Thanks, SA. Frankly, I'm glad that a few see what I was trying to convey. From my own perspective, having participated in a local professor's study on alpha types outside the stereotypical views on dating, it just seemed that many people make broad assumptions of both types of men, alpha and nice guys. In many cases, I think its more about how we face fear and passivity that really should distinguish us. 

Its hard not to be around the culture of my grandmother without being at least a little affected. She scolded me for being a kid who walked with one foot in each world, yet it seems that whenever I go through a crisis in my life, I aways dream of her homestead, where things were simpler, yet more profound. Where we believed that our bravery, integrity, compassion, and respect for others were the only tools that we took with us when we died.


----------



## SimplyAmorous (Nov 25, 2009)

I think your Grandmother's culture sounds pretty damn cool and I think it would be a darn shame to NOT walk half in it and relay these types of stories & beliefs as you go through life. Good for you and for you kids that hopefully will carry on this tradition of values -explained just as you did here. 

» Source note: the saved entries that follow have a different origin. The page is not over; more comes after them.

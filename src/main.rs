//! Command-line entry point
//!
//! Loads configuration from the environment (and an optional `.env` file),
//! runs the download pipeline, and prints a summary. Partial download
//! failures are reported via the failure log and the summary; only startup
//! errors produce a non-zero exit.

use canvas_submission_dl::{Config, SubmissionDownloader};
use std::process::ExitCode;
use tracing_subscriber::EnvFilter;

#[tokio::main]
async fn main() -> ExitCode {
    dotenvy::dotenv().ok();

    tracing_subscriber::fmt()
        .with_env_filter(EnvFilter::try_from_default_env().unwrap_or_else(|_| EnvFilter::new("info")))
        .init();

    let config = match Config::from_env() {
        Ok(config) => config,
        Err(e) => {
            tracing::error!(error = %e, "invalid configuration");
            return ExitCode::FAILURE;
        }
    };

    let downloader = match SubmissionDownloader::new(config) {
        Ok(downloader) => downloader,
        Err(e) => {
            tracing::error!(error = %e, "failed to initialize downloader");
            return ExitCode::FAILURE;
        }
    };

    match downloader.run().await {
        Ok(report) => {
            println!(
                "Downloaded {} files ({} already present, {} excluded by policy, {} failed).",
                report.downloaded,
                report.skipped_existing,
                report.skipped_excluded,
                report.failed
            );
            println!(
                "Download complete. Check '{}' for any failed downloads.",
                report.failure_log().display()
            );
            ExitCode::SUCCESS
        }
        Err(e) => {
            tracing::error!(error = %e, "download run aborted");
            ExitCode::FAILURE
        }
    }
}
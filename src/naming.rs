//! Attachment filtering and deterministic output naming
//!
//! Output filenames encode the student, version, and submission timestamp:
//! `{user_name}_{user_id}_v{version}_{timestamp}_{original_filename}`.
//! Idempotence is path-based: a target whose path already exists is skipped
//! without re-verifying content.

use crate::config::FilterConfig;
use crate::types::Attachment;
use chrono::NaiveDateTime;
use std::path::{Path, PathBuf};

/// Format the API expects for submission timestamps
const API_TIMESTAMP_FORMAT: &str = "%Y-%m-%dT%H:%M:%SZ";

/// Format used inside output filenames
const FILENAME_TIMESTAMP_FORMAT: &str = "%Y%m%d_%H%M%S";

/// One file to fetch, with its resolved output path
#[derive(Clone, Debug, PartialEq, Eq)]
pub struct DownloadTarget {
    /// Derived output filename
    pub filename: String,
    /// Source URL
    pub url: String,
    /// Full output path under the assignment directory
    pub path: PathBuf,
}

/// Decision made for one attachment
#[derive(Clone, Debug, PartialEq, Eq)]
pub enum TargetDecision {
    /// Fetch this file
    Download(DownloadTarget),
    /// Extension is excluded by policy; make no request, log nothing
    SkipExcluded {
        /// Original attachment filename
        filename: String,
    },
    /// Target path already exists on disk; make no request
    SkipExisting {
        /// Derived output filename
        filename: String,
    },
}

/// Render an API timestamp for use in a filename
///
/// Absent timestamps become `no_date`, unparseable ones `invalid_date`.
/// Never fails: a bad timestamp must not cost a student their download.
pub fn format_timestamp(submitted_at: Option<&str>) -> String {
    match submitted_at {
        None => "no_date".to_string(),
        Some(raw) => match NaiveDateTime::parse_from_str(raw, API_TIMESTAMP_FORMAT) {
            Ok(parsed) => parsed.format(FILENAME_TIMESTAMP_FORMAT).to_string(),
            Err(_) => "invalid_date".to_string(),
        },
    }
}

/// Make a course/assignment/file name safe to use as a path component
pub fn sanitize_component(name: &str) -> String {
    name.replace(['/', '\\'], "_")
}

/// Make a user display name safe and space-free for filenames
pub fn sanitize_user_name(name: &str) -> String {
    sanitize_component(&name.replace(' ', "_"))
}

/// Decide what to do with each attachment of one submission version
pub fn plan_attachments(
    attachments: &[Attachment],
    user_name: &str,
    user_id: u64,
    version: u32,
    submitted_at: &str,
    dir: &Path,
    filter: &FilterConfig,
) -> Vec<TargetDecision> {
    let mut decisions = Vec::with_capacity(attachments.len());

    for attachment in attachments {
        let original = attachment.filename_or_default();

        let Some(url) = attachment.url.as_deref() else {
            tracing::warn!(filename = original, "attachment has no download URL, skipping");
            continue;
        };

        if filter.is_excluded(original) {
            tracing::info!(filename = original, "skipping file (excluded type)");
            decisions.push(TargetDecision::SkipExcluded {
                filename: original.to_string(),
            });
            continue;
        }

        let filename = sanitize_component(&format!(
            "{user_name}_{user_id}_v{version}_{submitted_at}_{original}"
        ));
        let path = dir.join(&filename);

        if path.exists() {
            tracing::info!(filename = %filename, "file already exists, skipping");
            decisions.push(TargetDecision::SkipExisting { filename });
            continue;
        }

        decisions.push(TargetDecision::Download(DownloadTarget {
            filename,
            url: url.to_string(),
            path,
        }));
    }

    decisions
}

#[allow(clippy::unwrap_used, clippy::expect_used)]
#[cfg(test)]
mod tests {
    use super::*;
    use crate::config::FilterConfig;

    fn attachment(filename: &str, url: &str) -> Attachment {
        Attachment {
            filename: Some(filename.to_string()),
            url: Some(url.to_string()),
        }
    }

    #[test]
    fn timestamp_formats_api_value() {
        assert_eq!(
            format_timestamp(Some("2024-03-01T10:00:00Z")),
            "20240301_100000"
        );
    }

    #[test]
    fn timestamp_absent_becomes_no_date() {
        assert_eq!(format_timestamp(None), "no_date");
    }

    #[test]
    fn timestamp_garbage_becomes_invalid_date() {
        assert_eq!(format_timestamp(Some("garbage")), "invalid_date");
        assert_eq!(format_timestamp(Some("2024-03-01")), "invalid_date");
    }

    #[test]
    fn sanitize_replaces_path_separators() {
        assert_eq!(sanitize_component("CS 101/Section A"), "CS 101_Section A");
        assert_eq!(sanitize_user_name("Ada Lovelace"), "Ada_Lovelace");
    }

    #[test]
    fn excluded_extension_is_skipped_without_target() {
        let dir = tempfile::tempdir().unwrap();
        let attachments = vec![
            attachment("lecture.MP4", "https://f/1"),
            attachment("report.pdf", "https://f/2"),
        ];

        let decisions = plan_attachments(
            &attachments,
            "Ada_Lovelace",
            9,
            1,
            "20240301_100000",
            dir.path(),
            &FilterConfig::default(),
        );

        assert_eq!(decisions.len(), 2);
        assert_eq!(
            decisions[0],
            TargetDecision::SkipExcluded {
                filename: "lecture.MP4".into()
            }
        );
        match &decisions[1] {
            TargetDecision::Download(target) => {
                assert_eq!(target.filename, "Ada_Lovelace_9_v1_20240301_100000_report.pdf");
                assert_eq!(target.url, "https://f/2");
                assert_eq!(target.path, dir.path().join(&target.filename));
            }
            other => panic!("expected Download decision, got {other:?}"),
        }
    }

    #[test]
    fn existing_path_is_skipped() {
        let dir = tempfile::tempdir().unwrap();
        let filename = "Ada_Lovelace_9_v2_20240301_100000_report.pdf";
        std::fs::write(dir.path().join(filename), b"already here").unwrap();

        let decisions = plan_attachments(
            &[attachment("report.pdf", "https://f/2")],
            "Ada_Lovelace",
            9,
            2,
            "20240301_100000",
            dir.path(),
            &FilterConfig::default(),
        );

        assert_eq!(
            decisions,
            vec![TargetDecision::SkipExisting {
                filename: filename.into()
            }]
        );
    }

    #[test]
    fn attachment_without_url_is_dropped() {
        let dir = tempfile::tempdir().unwrap();
        let no_url = Attachment {
            filename: Some("orphan.pdf".into()),
            url: None,
        };

        let decisions = plan_attachments(
            &[no_url],
            "Ada_Lovelace",
            9,
            1,
            "no_date",
            dir.path(),
            &FilterConfig::default(),
        );

        assert!(decisions.is_empty());
    }

    #[test]
    fn filename_with_separator_is_sanitized() {
        let dir = tempfile::tempdir().unwrap();
        let decisions = plan_attachments(
            &[attachment("notes/week1.pdf", "https://f/5")],
            "Ada_Lovelace",
            9,
            1,
            "no_date",
            dir.path(),
            &FilterConfig::default(),
        );

        match &decisions[0] {
            TargetDecision::Download(target) => {
                assert!(!target.filename.contains('/'));
                assert_eq!(target.filename, "Ada_Lovelace_9_v1_no_date_notes_week1.pdf");
            }
            other => panic!("expected Download decision, got {other:?}"),
        }
    }
}
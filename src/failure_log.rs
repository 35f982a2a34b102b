//! Append-only failure log
//!
//! One line per failed download, written from concurrent workers. The file
//! handle lives behind an async mutex so appends from different submissions
//! never interleave within a line.

use crate::error::Result;
use std::path::{Path, PathBuf};
use std::sync::Arc;
use tokio::io::AsyncWriteExt;
use tokio::sync::Mutex;

/// Shared, concurrency-safe failure log
#[derive(Clone, Debug)]
pub struct FailureLog {
    path: PathBuf,
    file: Arc<Mutex<tokio::fs::File>>,
}

impl FailureLog {
    /// Open (or create) the log at `path` in append mode
    pub async fn create(path: impl Into<PathBuf>) -> Result<Self> {
        let path = path.into();
        let file = tokio::fs::OpenOptions::new()
            .create(true)
            .append(true)
            .open(&path)
            .await?;
        Ok(Self {
            path,
            file: Arc::new(Mutex::new(file)),
        })
    }

    /// Record one failed download
    ///
    /// Line format: `[{timestamp}] Failed: {filename}, URL: {url}, Status Code: {code}`
    pub async fn append(&self, filename: &str, url: &str, status: Option<u16>) -> Result<()> {
        let timestamp = chrono::Local::now().format("%Y-%m-%d %H:%M:%S");
        let status = status
            .map(|s| s.to_string())
            .unwrap_or_else(|| "unknown".to_string());
        let line = format!("[{timestamp}] Failed: {filename}, URL: {url}, Status Code: {status}\n");

        let mut file = self.file.lock().await;
        file.write_all(line.as_bytes()).await?;
        file.flush().await?;
        Ok(())
    }

    /// Path of the log file, for the completion notice
    pub fn path(&self) -> &Path {
        &self.path
    }
}

#[allow(clippy::unwrap_used, clippy::expect_used)]
#[cfg(test)]
mod tests {
    use super::*;

    #[tokio::test]
    async fn append_writes_expected_line_format() {
        let dir = tempfile::tempdir().unwrap();
        let log = FailureLog::create(dir.path().join("failed_downloads.txt"))
            .await
            .unwrap();

        log.append("essay.pdf", "https://f/1", Some(503))
            .await
            .unwrap();

        let contents = std::fs::read_to_string(log.path()).unwrap();
        assert!(
            contents.contains("Failed: essay.pdf, URL: https://f/1, Status Code: 503"),
            "unexpected log line: {contents}"
        );
        assert!(contents.starts_with('['), "line should start with timestamp");
    }

    #[tokio::test]
    async fn missing_status_is_recorded_as_unknown() {
        let dir = tempfile::tempdir().unwrap();
        let log = FailureLog::create(dir.path().join("failed_downloads.txt"))
            .await
            .unwrap();

        log.append("essay.pdf", "https://f/1", None).await.unwrap();

        let contents = std::fs::read_to_string(log.path()).unwrap();
        assert!(contents.contains("Status Code: unknown"));
    }

    #[tokio::test]
    async fn concurrent_appends_do_not_interleave() {
        let dir = tempfile::tempdir().unwrap();
        let log = FailureLog::create(dir.path().join("failed_downloads.txt"))
            .await
            .unwrap();

        let mut handles = Vec::new();
        for i in 0..50 {
            let log = log.clone();
            handles.push(tokio::spawn(async move {
                log.append(&format!("file_{i}.pdf"), "https://f/x", Some(429))
                    .await
                    .unwrap();
            }));
        }
        for handle in handles {
            handle.await.unwrap();
        }

        let contents = std::fs::read_to_string(log.path()).unwrap();
        let lines: Vec<_> = contents.lines().collect();
        assert_eq!(lines.len(), 50);
        for line in lines {
            assert!(line.starts_with('['), "corrupted line: {line}");
            assert!(line.ends_with("Status Code: 429"), "corrupted line: {line}");
        }
    }

    #[tokio::test]
    async fn create_appends_to_existing_log() {
        let dir = tempfile::tempdir().unwrap();
        let path = dir.path().join("failed_downloads.txt");
        std::fs::write(&path, "[old] Failed: a, URL: b, Status Code: 1\n").unwrap();

        let log = FailureLog::create(&path).await.unwrap();
        log.append("c.pdf", "https://f/2", Some(500)).await.unwrap();

        let contents = std::fs::read_to_string(&path).unwrap();
        assert_eq!(contents.lines().count(), 2);
        assert!(contents.starts_with("[old]"));
    }
}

I also thought that was pretty cool how you & your wife always would have a lone wolf (but not black) in the background of all of your son's photo's - a story to live on for generations. Some day his grandson will be asking "why all those wolfs Grandpa?" and he will sit & share YOUR stories handed down..... makes me think of the "Lion King" somehow.


----------



## AFEH (May 18, 2010)

It’s a timely post as I’m to start my divorce proceedings this month but I am in a dilemma. The black wolf in me wants to betray and hurt my stbxw and younger son to the same extent that they’ve hurt and betrayed me. The grey wolf says no don’t do that. The grey wolf says you had very many very good years with your wife, think on those good years. He also says yes your son has betrayed you and is lost to you. But he is still your son. You watched his birth and helped his mother. You did your very best with him but things went very wrong somewhere (I’m pretty certain the wacky bacci has something to do with it). Years ago you knew what was happening and why it was happening but you didn’t have it within your power or knowledge to prevent what has come to pass no matter how hard you tried.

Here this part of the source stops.